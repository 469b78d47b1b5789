use chrono::{DateTime, Utc};
use serde::{Deserialize, Deserializer, Serialize};
use serde_json::Value;

/// Custom deserializer: accepts string or numeric ids
fn deserialize_opt_id<'de, D>(deserializer: D) -> Result<Option<String>, D::Error>
where
    D: Deserializer<'de>,
{
    let value = Value::deserialize(deserializer)?;
    match value {
        Value::String(s) => Ok(Some(s)),
        Value::Number(n) => Ok(Some(n.to_string())),
        Value::Null => Ok(None),
        _ => Ok(None),
    }
}

/// Create-call payload; the wire contract is snake_case.
#[derive(Debug, Serialize)]
pub struct ShortenRequest {
    pub original_url: String,
}

/// Raw create response as backends actually send it.
///
/// Field names vary between snake_case and camelCase deployments, so every
/// field carries an alias; `short_url` is the only field a usable response
/// must have.
#[derive(Debug, Deserialize)]
pub struct RawShortenResponse {
    #[serde(alias = "shortUrl")]
    pub short_url: String,
    #[serde(default, alias = "originalUrl")]
    pub original_url: Option<String>,
    #[serde(default, deserialize_with = "deserialize_opt_id")]
    pub id: Option<String>,
    #[serde(default, alias = "shortCode", deserialize_with = "deserialize_opt_id")]
    pub short_code: Option<String>,
    #[serde(default, alias = "createdAt")]
    pub created_at: Option<DateTime<Utc>>,
    #[serde(default)]
    pub clicks: Option<u64>,
    #[serde(default, alias = "clickCount")]
    pub click_count: Option<u64>,
}

/// Stable result shape every caller sees, regardless of backend spelling.
#[derive(Debug, Clone, PartialEq, Serialize)]
pub struct ShortenResult {
    pub short_url: String,
    pub original_url: String,
    pub id: String,
    pub created_at: DateTime<Utc>,
    pub clicks: u64,
}

impl RawShortenResponse {
    /// Collapse the heterogeneous wire shape into a [`ShortenResult`].
    ///
    /// Pure given its inputs: the fallback timestamp is passed in rather than
    /// read from the clock here.
    pub fn normalize(self, requested_url: &str, fallback_created_at: DateTime<Utc>) -> ShortenResult {
        ShortenResult {
            short_url: self.short_url,
            original_url: self
                .original_url
                .unwrap_or_else(|| requested_url.to_string()),
            id: self
                .id
                .or(self.short_code)
                .unwrap_or_else(|| "unknown".to_string()),
            created_at: self.created_at.unwrap_or(fallback_created_at),
            clicks: self.clicks.or(self.click_count).unwrap_or(0),
        }
    }
}

/// Raw read response for `GET /<short_code>`.
#[derive(Debug, Deserialize)]
pub struct RawLinkResponse {
    #[serde(alias = "originalUrl")]
    pub original_url: String,
    #[serde(alias = "shortUrl")]
    pub short_url: String,
    #[serde(default)]
    pub clicks: Option<u64>,
    #[serde(default, alias = "createdAt")]
    pub created_at: Option<DateTime<Utc>>,
}

/// Stored-link data with basic stats.
#[derive(Debug, Clone, PartialEq, Serialize)]
pub struct LinkStats {
    pub original_url: String,
    pub short_url: String,
    pub clicks: u64,
    pub created_at: DateTime<Utc>,
}

impl RawLinkResponse {
    pub fn normalize(self, fallback_created_at: DateTime<Utc>) -> LinkStats {
        LinkStats {
            original_url: self.original_url,
            short_url: self.short_url,
            clicks: self.clicks.unwrap_or(0),
            created_at: self.created_at.unwrap_or(fallback_created_at),
        }
    }
}
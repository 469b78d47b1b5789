use thiserror::Error;

#[derive(Error, Debug)]
pub enum AppError {
    #[error("CliError: {0}")]
    Cli(#[from] CliError),
    #[error("ApiError: {0}")]
    Api(#[from] ApiError),
    #[error("ConfigError: {0}")]
    Config(#[from] ConfigError),
    #[error(transparent)]
    Service(#[from] ServiceError),
}

#[derive(Error, Debug)]
pub enum CliError {
    #[error("Invalid arguments: {0}")]
    InvalidArguments(String),
}

/// Failures of the outbound HTTP adapter.
///
/// Each variant renders as the exact message shown to the user; endpoint and
/// status are kept as context for logs and retry decisions only.
#[derive(Error, Debug)]
pub enum ApiError {
    #[error("Request timeout. Please try again.")]
    Timeout { endpoint: String },
    #[error("Network error. Please check your connection.")]
    Network { endpoint: String },
    #[error("{}", .message.as_deref().unwrap_or("Invalid request. Please check your input."))]
    InvalidRequest {
        endpoint: String,
        message: Option<String>,
    },
    #[error("Unauthorized. Please check your API key.")]
    Unauthorized { endpoint: String },
    #[error("Forbidden. You don't have permission for this action.")]
    Forbidden { endpoint: String },
    #[error("Resource not found.")]
    NotFound { endpoint: String },
    #[error("Too many requests. Please try again later.")]
    RateLimited { endpoint: String },
    #[error("Server error. Please try again later.")]
    Server { endpoint: String },
    #[error("{}", .message.as_deref().unwrap_or("An unexpected error occurred."))]
    Unexpected {
        status: u16,
        endpoint: String,
        message: Option<String>,
    },
}

#[derive(Error, Debug)]
pub enum ConfigError {
    #[error("Required configuration '{var}' is not set")]
    MissingVar { var: String, hint: String },
    #[error("Invalid configuration value for '{var}': {value}")]
    InvalidValue {
        var: String,
        value: String,
        reason: String,
    },
}

/// Service-boundary outcome errors.
///
/// Every service operation returns `Result<_, ServiceError>`; nothing is
/// allowed to propagate past the service as a panic or a raw transport error.
#[derive(Error, Debug)]
pub enum ServiceError {
    #[error("Please enter a valid URL (must start with http:// or https://)")]
    InvalidUrl { input: String },
    #[error(transparent)]
    Api(#[from] ApiError),
}

#[derive(Debug, Clone, PartialEq)]
pub enum ErrorSeverity {
    Critical,
    High,
    Medium,
    Low,
}

impl AppError {
    pub fn severity(&self) -> ErrorSeverity {
        match self {
            AppError::Cli(_) => ErrorSeverity::Medium,
            AppError::Api(api_error) => Self::api_severity(api_error),
            AppError::Config(_) => ErrorSeverity::High,
            AppError::Service(service_error) => match service_error {
                ServiceError::InvalidUrl { .. } => ErrorSeverity::Low,
                ServiceError::Api(api_error) => Self::api_severity(api_error),
            },
        }
    }

    fn api_severity(api_error: &ApiError) -> ErrorSeverity {
        match api_error {
            ApiError::Unauthorized { .. } | ApiError::Forbidden { .. } => ErrorSeverity::High,
            ApiError::Server { .. } => ErrorSeverity::High,
            ApiError::Unexpected { status, .. } if *status >= 500 => ErrorSeverity::High,
            _ => ErrorSeverity::Medium,
        }
    }

    pub fn display_friendly(&self) -> String {
        match self {
            // Service outcomes already carry the user-facing message verbatim
            AppError::Service(service_error) => format!("{}", service_error),
            AppError::Api(api_error) => format!("{}", api_error),
            AppError::Cli(CliError::InvalidArguments(message)) => message.clone(),
            _ => format!("{}", self),
        }
    }

    pub fn troubleshooting_hint(&self) -> Option<String> {
        let api_error = match self {
            AppError::Api(api_error) => Some(api_error),
            AppError::Service(ServiceError::Api(api_error)) => Some(api_error),
            AppError::Service(ServiceError::InvalidUrl { .. }) => {
                return Some(
                    "The URL must be absolute, e.g. https://example.com/page".to_string(),
                );
            }
            AppError::Config(ConfigError::MissingVar { hint, .. }) => {
                return Some(hint.clone());
            }
            _ => None,
        };

        match api_error? {
            ApiError::Timeout { .. } | ApiError::Network { .. } => {
                Some("Check your internet connection and try again".to_string())
            }
            ApiError::Unauthorized { .. } => {
                Some("Set SHORTLY_API_KEY or pass --api-key".to_string())
            }
            ApiError::RateLimited { .. } => {
                Some("Wait a moment before submitting another URL".to_string())
            }
            _ => None,
        }
    }
}

#[cfg(test)]
mod tests {
    use super::*;

    #[test]
    fn test_api_error_messages_are_exact() {
        let endpoint = "/".to_string();
        assert_eq!(
            format!(
                "{}",
                ApiError::Timeout {
                    endpoint: endpoint.clone()
                }
            ),
            "Request timeout. Please try again."
        );
        assert_eq!(
            format!(
                "{}",
                ApiError::Network {
                    endpoint: endpoint.clone()
                }
            ),
            "Network error. Please check your connection."
        );
        assert_eq!(
            format!(
                "{}",
                ApiError::Unauthorized {
                    endpoint: endpoint.clone()
                }
            ),
            "Unauthorized. Please check your API key."
        );
        assert_eq!(
            format!(
                "{}",
                ApiError::Forbidden {
                    endpoint: endpoint.clone()
                }
            ),
            "Forbidden. You don't have permission for this action."
        );
        assert_eq!(
            format!(
                "{}",
                ApiError::NotFound {
                    endpoint: endpoint.clone()
                }
            ),
            "Resource not found."
        );
        assert_eq!(
            format!(
                "{}",
                ApiError::RateLimited {
                    endpoint: endpoint.clone()
                }
            ),
            "Too many requests. Please try again later."
        );
        assert_eq!(
            format!("{}", ApiError::Server { endpoint }),
            "Server error. Please try again later."
        );
    }

    #[test]
    fn test_invalid_request_prefers_body_message() {
        let with_body = ApiError::InvalidRequest {
            endpoint: "/".to_string(),
            message: Some("original_url is required".to_string()),
        };
        assert_eq!(format!("{}", with_body), "original_url is required");

        let without_body = ApiError::InvalidRequest {
            endpoint: "/".to_string(),
            message: None,
        };
        assert_eq!(
            format!("{}", without_body),
            "Invalid request. Please check your input."
        );
    }

    #[test]
    fn test_unexpected_falls_back_to_generic_message() {
        let err = ApiError::Unexpected {
            status: 502,
            endpoint: "/".to_string(),
            message: None,
        };
        assert_eq!(format!("{}", err), "An unexpected error occurred.");

        let err = ApiError::Unexpected {
            status: 503,
            endpoint: "/".to_string(),
            message: Some("maintenance window".to_string()),
        };
        assert_eq!(format!("{}", err), "maintenance window");
    }

    #[test]
    fn test_service_error_invalid_url_message() {
        let err = ServiceError::InvalidUrl {
            input: "javascript:alert(1)".to_string(),
        };
        assert_eq!(
            format!("{}", err),
            "Please enter a valid URL (must start with http:// or https://)"
        );
    }

    #[test]
    fn test_service_error_is_transparent_through_app_error() {
        let app_err = AppError::Service(ServiceError::Api(ApiError::RateLimited {
            endpoint: "/".to_string(),
        }));
        assert_eq!(
            format!("{}", app_err),
            "Too many requests. Please try again later."
        );
        assert_eq!(
            app_err.display_friendly(),
            "Too many requests. Please try again later."
        );
    }

    #[test]
    fn test_severity() {
        let app_err = AppError::Service(ServiceError::InvalidUrl {
            input: "nope".to_string(),
        });
        assert_eq!(app_err.severity(), ErrorSeverity::Low);

        let app_err = AppError::Api(ApiError::Unauthorized {
            endpoint: "/".to_string(),
        });
        assert_eq!(app_err.severity(), ErrorSeverity::High);

        let app_err = AppError::Api(ApiError::Unexpected {
            status: 503,
            endpoint: "/".to_string(),
            message: None,
        });
        assert_eq!(app_err.severity(), ErrorSeverity::High);

        let app_err = AppError::Config(ConfigError::MissingVar {
            var: "SHORTLY_API_URL".to_string(),
            hint: "hint".to_string(),
        });
        assert_eq!(app_err.severity(), ErrorSeverity::High);
    }

    #[test]
    fn test_troubleshooting_hints() {
        let app_err = AppError::Service(ServiceError::Api(ApiError::Timeout {
            endpoint: "/".to_string(),
        }));
        assert!(app_err.troubleshooting_hint().is_some());

        let app_err = AppError::Api(ApiError::NotFound {
            endpoint: "/abc123".to_string(),
        });
        assert!(app_err.troubleshooting_hint().is_none());
    }
}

How to complete this task: Every line that holds the word "RawLinkResponse" should be copied from the records above.

Written solution:
pub struct RawLinkResponse {
impl RawLinkResponse {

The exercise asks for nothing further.